Arthritis of the Hand
The hands and wrists are made up of several small joints that work together to produce motion. Arthritis of the hand occurs when one or more of these joints succumb to inflammation. Many times arthritis is the result of disease or trauma that leads to cartilage loss, but it can be a result of aging.
Arthritis can occur in multiple areas of the hand and wrist, and if left untreated, joints can begin to lose their shape, resulting in extreme discomfort and loss of mobility.
It is estimated that nearly 50 million Americans suffer from painful arthritis symptoms. Here is the breakdown of people affected by arthritis:
- 50% of people 65 or older
- Two-thirds of people with arthritis are under the age of 65
- 34 million Caucasian, 5 million African American, and 3 million Hispanics
- 25.9% of women and 18.3% of men report diagnosis
- Adults with arthritis are 54% more likely to be obese
Symptoms of Arthritis of the Hand
The first step to treating arthritis is being able to identify it. As the disease progresses, symptoms become more apparent. Common symptoms related to arthritis include:
- Pain. In the early stages of arthritis, pain may occur after periods of increased joint use and be coupled with a “dull” or “burning” sensation. The depletion of your cartilage supply means that there is less material to provide shock absorption.
- Swelling. With more stress on the joint, swelling is common. Your joint may swell in an attempt prevent further joint use.
- Warmth. When any part of the body becomes inflamed, warmth is usually also a symptom. This is due to your body’s natural inflammatory response and increased blood flow.
- Grinding Bones. Also known as crepitation, this painful symptom includes the sensation of grating or grinding in the affected joint. This is the result of damaged cartilage surfaces rubbing together.
- Cysts. Arthritis in the end joints of your fingers may result in the development of small cysts. The cysts may then cause ridging or dents in the nail plate of the affected finger.

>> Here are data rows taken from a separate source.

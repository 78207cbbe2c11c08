use std::fs;
use std::path::{Path, PathBuf};

use anyhow::{Context, Result};
use rusqlite::{params, Connection, OptionalExtension};
use tracing::{debug, warn};

use crate::record::ResultSet;

pub fn connect(path: &Path) -> Result<Connection> {
    let conn = Connection::open(path)
        .with_context(|| format!("opening snapshot db {}", path.display()))?;
    conn.execute_batch("PRAGMA journal_mode=WAL;")?;
    Ok(conn)
}

pub fn init_schema(conn: &Connection) -> Result<()> {
    conn.execute_batch(
        "
        CREATE TABLE IF NOT EXISTS snapshots (
            id         INTEGER PRIMARY KEY AUTOINCREMENT,
            query      TEXT,
            created_at TEXT NOT NULL,
            data_json  TEXT NOT NULL
        );
        CREATE INDEX IF NOT EXISTS idx_snapshots_query ON snapshots(query);
        ",
    )?;
    Ok(())
}

#[derive(Debug, Clone)]
pub struct Snapshot {
    pub id: i64,
    pub query: String,
    /// ISO-8601, UTC.
    pub created_at: String,
    pub rows: ResultSet,
}

pub fn save_snapshot(conn: &Connection, rows: &ResultSet, query: &str) -> Result<i64> {
    let data = rows.to_json().context("serializing result set")?;
    let created_at = chrono::Utc::now().to_rfc3339();
    conn.execute(
        "INSERT INTO snapshots (query, created_at, data_json) VALUES (?1, ?2, ?3)",
        params![query, created_at, data],
    )?;
    Ok(conn.last_insert_rowid())
}

/// Snapshots newest first. `None` or an empty query returns all of them.
pub fn load_snapshots(conn: &Connection, query: Option<&str>) -> Result<Vec<Snapshot>> {
    let query = query.filter(|q| !q.is_empty());
    let mut stmt = conn.prepare(
        "SELECT id, COALESCE(query, ''), created_at, data_json
         FROM snapshots
         WHERE ?1 IS NULL OR query = ?1
         ORDER BY id DESC",
    )?;
    let rows = stmt
        .query_map(params![query], |row| {
            Ok((
                row.get::<_, i64>(0)?,
                row.get::<_, String>(1)?,
                row.get::<_, String>(2)?,
                row.get::<_, String>(3)?,
            ))
        })?
        .collect::<Result<Vec<_>, _>>()?;

    Ok(rows
        .into_iter()
        .map(|(id, query, created_at, data)| {
            let rows = ResultSet::from_json(&data).unwrap_or_else(|e| {
                warn!("Snapshot {} has unreadable data: {}", id, e);
                ResultSet::empty()
            });
            Snapshot {
                id,
                query,
                created_at,
                rows,
            }
        })
        .collect())
}

pub fn delete_snapshot(conn: &Connection, id: i64) -> Result<bool> {
    let removed = conn.execute("DELETE FROM snapshots WHERE id = ?1", params![id])?;
    Ok(removed > 0)
}

fn has_table(conn: &Connection) -> Result<bool> {
    let found = conn
        .query_row(
            "SELECT 1 FROM sqlite_master WHERE type = 'table' AND name = 'snapshots'",
            [],
            |_| Ok(()),
        )
        .optional()?;
    Ok(found.is_some())
}

/// Where aggregation runs get recorded. Implemented by [`SnapshotStore`];
/// tests swap in their own.
pub trait SnapshotSink: Send + Sync {
    fn save(&self, rows: &ResultSet, query: &str) -> Result<i64>;
}

/// SQLite-backed snapshot history. Opens a connection per call, so it can be
/// shared freely between concurrent runs.
#[derive(Debug, Clone)]
pub struct SnapshotStore {
    path: PathBuf,
}

impl SnapshotStore {
    pub fn new(path: impl Into<PathBuf>) -> Self {
        Self { path: path.into() }
    }

    pub fn path(&self) -> &Path {
        &self.path
    }

    pub fn save(&self, rows: &ResultSet, query: &str) -> Result<i64> {
        if let Some(dir) = self.path.parent().filter(|d| !d.as_os_str().is_empty()) {
            fs::create_dir_all(dir).with_context(|| format!("creating {}", dir.display()))?;
        }
        let conn = connect(&self.path)?;
        init_schema(&conn)?;
        let id = save_snapshot(&conn, rows, query)?;
        debug!("Saved snapshot {} ({} rows) for '{}'", id, rows.len(), query);
        Ok(id)
    }

    /// Like [`SnapshotStore::load`] but surfaces errors.
    pub fn try_load(&self, query: Option<&str>) -> Result<Vec<Snapshot>> {
        let Some(conn) = self.open_existing()? else {
            return Ok(Vec::new());
        };
        load_snapshots(&conn, query)
    }

    /// Snapshots newest first; errors are logged and read as "none".
    pub fn load(&self, query: Option<&str>) -> Vec<Snapshot> {
        self.try_load(query).unwrap_or_else(|e| {
            warn!("Loading snapshots from {} failed: {:#}", self.path.display(), e);
            Vec::new()
        })
    }

    pub fn delete(&self, id: i64) -> Result<bool> {
        let Some(conn) = self.open_existing()? else {
            return Ok(false);
        };
        delete_snapshot(&conn, id)
    }

    /// A connection to the database if it already holds the snapshots table.
    /// Reads never create the file.
    fn open_existing(&self) -> Result<Option<Connection>> {
        if !self.path.exists() {
            return Ok(None);
        }
        let conn = connect(&self.path)?;
        Ok(has_table(&conn)?.then_some(conn))
    }
}

impl SnapshotSink for SnapshotStore {
    fn save(&self, rows: &ResultSet, query: &str) -> Result<i64> {
        SnapshotStore::save(self, rows, query)
    }
}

Arthritis Treatment at Home
The choice of treatment options depends on several factors including: how far the arthritis has progressed, how many joints are involved, your age, activity level, other medical conditions, if the dominant or non-dominant hand is affected, and your personal ability.
In the beginning stages, there are ways you can treat your arthritis at home to reduce the symptoms; these include:
- Allowing your joints to rest
- Taking an OTC anti-inflammatory medication like, acetaminophen or ibuprofen
- Performing range-of-motion exercises
- Applying heat to relieve pain
When to See a Physician for Arthritis Treatment
When you arthritis symptoms have become so unbearable that it begins to affect your daily life, it is time to schedule a visit with your doctor. From medications to surgical treatments, your physician can offer ways to ease the pain and begin treatment of your arthritis symptoms. Treatment options include:
- Medications. Although medication cannot restore joint cartilage or reverse joint damage, they can be used to stop the body from producing chemicals that cause joint swelling and pain.

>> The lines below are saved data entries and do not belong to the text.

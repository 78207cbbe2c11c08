//! Minimal W3C WebDriver client (chromedriver, geckodriver, selenium grid).
//!
//! Only the handful of commands the browser-driven sources need: new session,
//! navigate, find elements, click, type, run a script, read the page source
//! and delete the session.

use std::sync::atomic::{AtomicBool, Ordering};
use std::time::Duration;

use anyhow::Result;
use async_trait::async_trait;
use reqwest::{Method, StatusCode};
use serde_json::{json, Value};
use thiserror::Error;
use tracing::{debug, warn};
use url::Url;

use super::browser::{Browser, Locator, PageDriver};

const ELEMENT_KEY: &str = "element-6066-11e4-a52e-4f735466cecf";
const ENTER_KEY: char = '\u{E007}';
const COMMAND_TIMEOUT: Duration = Duration::from_secs(60);
const SCROLL_SCRIPT: &str = "window.scrollTo(0, document.body.scrollHeight);";

#[derive(Debug, Error)]
pub enum WebDriverError {
    #[error("webdriver transport error: {0}")]
    Http(#[from] reqwest::Error),
    #[error("invalid webdriver url: {0}")]
    Url(#[from] url::ParseError),
    #[error("webdriver {error}: {message}")]
    Protocol { error: String, message: String },
    #[error("malformed webdriver response: {0}")]
    Malformed(String),
}

/// Session factory for a WebDriver endpoint such as `http://localhost:9515`.
pub struct WebDriver {
    endpoint: String,
    client: reqwest::Client,
}

impl WebDriver {
    pub fn new(endpoint: &str) -> Result<Self, WebDriverError> {
        let url = Url::parse(endpoint)?;
        if !matches!(url.scheme(), "http" | "https") {
            return Err(WebDriverError::Malformed(format!(
                "unsupported scheme '{}'",
                url.scheme()
            )));
        }
        let client = reqwest::Client::builder().timeout(COMMAND_TIMEOUT).build()?;
        Ok(Self {
            endpoint: url.as_str().trim_end_matches('/').to_string(),
            client,
        })
    }
}

pub fn capabilities(headless: bool) -> Value {
    let mut args = vec!["--no-sandbox", "--disable-gpu", "--disable-dev-shm-usage"];
    if headless {
        args.insert(0, "--headless=new");
    }
    json!({
        "capabilities": {
            "alwaysMatch": {
                "browserName": "chrome",
                "goog:chromeOptions": { "args": args }
            }
        }
    })
}

#[async_trait]
impl Browser for WebDriver {
    async fn open(&self, headless: bool) -> Result<Box<dyn PageDriver>> {
        let url = format!("{}/session", self.endpoint);
        let value = call(&self.client, Method::POST, &url, Some(capabilities(headless))).await?;
        let id = value
            .get("sessionId")
            .and_then(Value::as_str)
            .ok_or_else(|| WebDriverError::Malformed("no sessionId in new session response".into()))?;
        debug!("Started webdriver session {}", id);
        Ok(Box::new(WebDriverSession {
            client: self.client.clone(),
            session_url: format!("{}/session/{}", self.endpoint, id),
            closed: AtomicBool::new(false),
        }))
    }
}

/// One browser session. Deleted on [`PageDriver::close`], or in the
/// background when dropped without being closed.
pub struct WebDriverSession {
    client: reqwest::Client,
    session_url: String,
    closed: AtomicBool,
}

impl WebDriverSession {
    async fn command(&self, method: Method, path: &str, body: Option<Value>) -> Result<Value, WebDriverError> {
        let url = if path.is_empty() {
            self.session_url.clone()
        } else {
            format!("{}/{}", self.session_url, path)
        };
        call(&self.client, method, &url, body).await
    }

    async fn find_all(&self, locator: Locator) -> Result<Vec<String>, WebDriverError> {
        let value = self
            .command(Method::POST, "elements", Some(locator_body(locator)))
            .await?;
        Ok(element_ids(&value))
    }

    async fn find_first(&self, locator: Locator) -> Result<Option<String>, WebDriverError> {
        Ok(self.find_all(locator).await?.into_iter().next())
    }
}

#[async_trait]
impl PageDriver for WebDriverSession {
    async fn goto(&self, url: &str) -> Result<()> {
        self.command(Method::POST, "url", Some(json!({ "url": url }))).await?;
        Ok(())
    }

    async fn count(&self, locator: Locator) -> Result<usize> {
        Ok(self.find_all(locator).await?.len())
    }

    async fn click(&self, locator: Locator) -> Result<bool> {
        let Some(id) = self.find_first(locator).await? else {
            return Ok(false);
        };
        self.command(Method::POST, &format!("element/{}/click", id), Some(json!({})))
            .await?;
        Ok(true)
    }

    async fn submit_text(&self, locator: Locator, text: &str) -> Result<bool> {
        let Some(id) = self.find_first(locator).await? else {
            return Ok(false);
        };
        self.command(Method::POST, &format!("element/{}/clear", id), Some(json!({})))
            .await?;
        let keys = format!("{}{}", text, ENTER_KEY);
        self.command(
            Method::POST,
            &format!("element/{}/value", id),
            Some(json!({ "text": keys })),
        )
        .await?;
        Ok(true)
    }

    async fn scroll_to_bottom(&self) -> Result<()> {
        self.command(
            Method::POST,
            "execute/sync",
            Some(json!({ "script": SCROLL_SCRIPT, "args": [] })),
        )
        .await?;
        Ok(())
    }

    async fn page_source(&self) -> Result<String> {
        let value = self.command(Method::GET, "source", None).await?;
        match value {
            Value::String(html) => Ok(html),
            other => Err(WebDriverError::Malformed(format!("page source was {}", kind(&other))).into()),
        }
    }

    async fn close(&self) -> Result<()> {
        if self.closed.swap(true, Ordering::SeqCst) {
            return Ok(());
        }
        self.command(Method::DELETE, "", None).await?;
        Ok(())
    }
}

impl Drop for WebDriverSession {
    fn drop(&mut self) {
        if self.closed.swap(true, Ordering::SeqCst) {
            return;
        }
        let Ok(handle) = tokio::runtime::Handle::try_current() else {
            warn!("Leaking webdriver session {} (no runtime to close it)", self.session_url);
            return;
        };
        let client = self.client.clone();
        let url = self.session_url.clone();
        handle.spawn(async move {
            if let Err(e) = client.delete(&url).send().await {
                debug!("Background close of {} failed: {}", url, e);
            }
        });
    }
}

async fn call(
    client: &reqwest::Client,
    method: Method,
    url: &str,
    body: Option<Value>,
) -> Result<Value, WebDriverError> {
    let mut request = client.request(method, url);
    if let Some(body) = body {
        request = request.json(&body);
    }
    let response = request.send().await?;
    let status = response.status();
    let payload: Value = response.json().await?;
    unwrap_value(status, payload)
}

/// Pull `value` out of a response envelope, turning error payloads into
/// [`WebDriverError::Protocol`].
fn unwrap_value(status: StatusCode, mut payload: Value) -> Result<Value, WebDriverError> {
    let value = payload.get_mut("value").map(Value::take).unwrap_or(Value::Null);
    if status.is_success() {
        return Ok(value);
    }
    let field = |name: &str| {
        value
            .get(name)
            .and_then(Value::as_str)
            .unwrap_or_default()
            .to_string()
    };
    let error = field("error");
    Err(WebDriverError::Protocol {
        error: if error.is_empty() { status.to_string() } else { error },
        message: field("message"),
    })
}

fn locator_body(locator: Locator) -> Value {
    let (using, value) = match locator {
        Locator::Css(css) => ("css selector", css),
        Locator::XPath(xpath) => ("xpath", xpath),
    };
    json!({ "using": using, "value": value })
}

fn element_ids(value: &Value) -> Vec<String> {
    value
        .as_array()
        .map(|elements| {
            elements
                .iter()
                .filter_map(|e| e.get(ELEMENT_KEY).and_then(Value::as_str))
                .map(str::to_string)
                .collect()
        })
        .unwrap_or_default()
}

fn kind(value: &Value) -> &'static str {
    match value {
        Value::Null => "null",
        Value::Bool(_) => "a bool",
        Value::Number(_) => "a number",
        Value::String(_) => "a string",
        Value::Array(_) => "an array",
        Value::Object(_) => "an object",
    }
}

- Injections. Arthritis injections typically contain a long-lasting anesthetic and a steroid that can provide pain relief for up to several months. However, because of possible side effects, like lightening of the skin, weakening of the tendons and ligaments, and infection, you should limit the number of injections you receive.
- Splinting. Splints may be used in conjunction with injections to limit the amount of stress that is on the joint. Your doctor will regulate how long you should wear the splint because wearing the splint for too long can lead to muscle deterioration.
- Surgery. As a last resort, your doctor may suggest surgery. There are several options, but if there is any way the joint can be preserved or reconstructed, this option is usually chosen. If the arthritis has become so severe that that is not possible, a joint replacement or a fusion can be performed.